Only the lines from the beginning of the data below through the line that contains "fn default() ->" should be repeated, exactly as written.

::::::::::

mod aggregator;
mod cache;
mod circular_buffer;
mod history;
mod reconciler;
mod refresher;

pub use aggregator::*;
pub use cache::*;
pub use circular_buffer::*;
pub use history::*;
pub use reconciler::*;
pub use refresher::*;

use crate::config::MonitorConfig;
use crate::process::{GroupedSnapshot, ProcessSource};
use log::debug;
use std::sync::Arc;
use std::time::Duration;

/// Result of one refresh, handed to the renderer as plain data.
#[derive(Debug, Clone)]
pub struct RefreshOutcome {
    pub snapshot: Arc<GroupedSnapshot>,
    pub reconcile: ReconcileResult,
    pub origin: SnapshotOrigin,
    /// Set only when no snapshot at all could be produced.
    pub error: Option<String>,
    /// Incremented on every applied refresh.
    pub generation: u64,
}

/// Aggregator, cache, history and reconciler threaded through one context.
///
/// `previous` is the snapshot the renderer last received; the reconciler
/// diffs against it rather than anything read back from the screen.
#[derive(Debug)]
pub struct MonitorEngine {
    config: MonitorConfig,
    aggregator: Aggregator,
    cache: SnapshotCache,
    reconciler: Reconciler,
    history: HistoryTracker,
    previous: Arc<GroupedSnapshot>,
    last_outcome: Option<RefreshOutcome>,
    generation: u64,
}

impl Default for MonitorEngine {
    fn default() -> Self {
        Self::new(MonitorConfig::default())
    }
}

impl MonitorEngine {
    pub fn new(config: MonitorConfig) -> Self {
        Self {
            aggregator: Aggregator::from_config(&config),
            reconciler: Reconciler::from_config(&config),
            history: HistoryTracker::new(config.history_len),
            cache: SnapshotCache::new(),
            previous: Arc::new(GroupedSnapshot::empty()),
            last_outcome: None,
            generation: 0,
            config,
        }
    }

    pub fn config(&self) -> &MonitorConfig {
        &self.config
    }

    pub fn history(&self) -> &HistoryTracker {
        &self.history
    }

    pub fn last_outcome(&self) -> Option<&RefreshOutcome> {
        self.last_outcome.as_ref()
    }

    fn max_age(&self) -> Duration {
        Duration::from_millis(self.config.cache_max_age_ms)
    }

    /// Slow half of a refresh: serve the cache or aggregate from `source`.
    /// Needs only `&self`, so a shared lock suffices while it runs.
    pub fn fetch(&self, source: &mut dyn ProcessSource) -> SnapshotRead {
        self.cache
            .get_snapshot(self.max_age(), || self.aggregator.collect(source))
    }

    /// Fast half: record history, reconcile against the last delivered
    /// snapshot and publish the outcome.
    pub fn apply(&mut self, read: SnapshotRead) -> RefreshOutcome {
        let SnapshotRead {
            snapshot,
            origin,
            error,
        } = read;

        // Cached and stale reads carry no new sample.
        if origin == SnapshotOrigin::Fresh {
            self.history.record(&snapshot, snapshot.captured_at());
        }

        let reconcile = self.reconciler.reconcile(&self.previous, &snapshot);
        debug!(
            "Refresh: {} groups ({:?}), {:?} with {} patches",
            snapshot.len(),
            origin,
            reconcile.mode,
            reconcile.patches.len()
        );

        self.generation += 1;
        self.previous = Arc::clone(&snapshot);
        let outcome = RefreshOutcome {
            snapshot,
            reconcile,
            origin,
            error: match origin {
                SnapshotOrigin::Empty => error.map(|e| e.to_string()),
                _ => None,
            },
            generation: self.generation,
        };
        self.last_outcome = Some(outcome.clone());
        outcome
    }

    pub fn refresh(&mut self, source: &mut dyn ProcessSource) -> RefreshOutcome {
        let read = self.fetch(source);
        self.apply(read)
    }
}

::::::::::

- Exercise response -
mod aggregator;
mod cache;
mod circular_buffer;
mod history;
mod reconciler;
mod refresher;

pub use aggregator::*;
pub use cache::*;
pub use circular_buffer::*;
pub use history::*;
pub use reconciler::*;
pub use refresher::*;

use crate::config::MonitorConfig;
use crate::process::{GroupedSnapshot, ProcessSource};
use log::debug;
use std::sync::Arc;
use std::time::Duration;

/// Result of one refresh, handed to the renderer as plain data.
#[derive(Debug, Clone)]
pub struct RefreshOutcome {
    pub snapshot: Arc<GroupedSnapshot>,
    pub reconcile: ReconcileResult,
    pub origin: SnapshotOrigin,
    /// Set only when no snapshot at all could be produced.
    pub error: Option<String>,
    /// Incremented on every applied refresh.
    pub generation: u64,
}

/// Aggregator, cache, history and reconciler threaded through one context.
///
/// `previous` is the snapshot the renderer last received; the reconciler
/// diffs against it rather than anything read back from the screen.
#[derive(Debug)]
pub struct MonitorEngine {
    config: MonitorConfig,
    aggregator: Aggregator,
    cache: SnapshotCache,
    reconciler: Reconciler,
    history: HistoryTracker,
    previous: Arc<GroupedSnapshot>,
    last_outcome: Option<RefreshOutcome>,
    generation: u64,
}

impl Default for MonitorEngine {
    fn default() -> Self {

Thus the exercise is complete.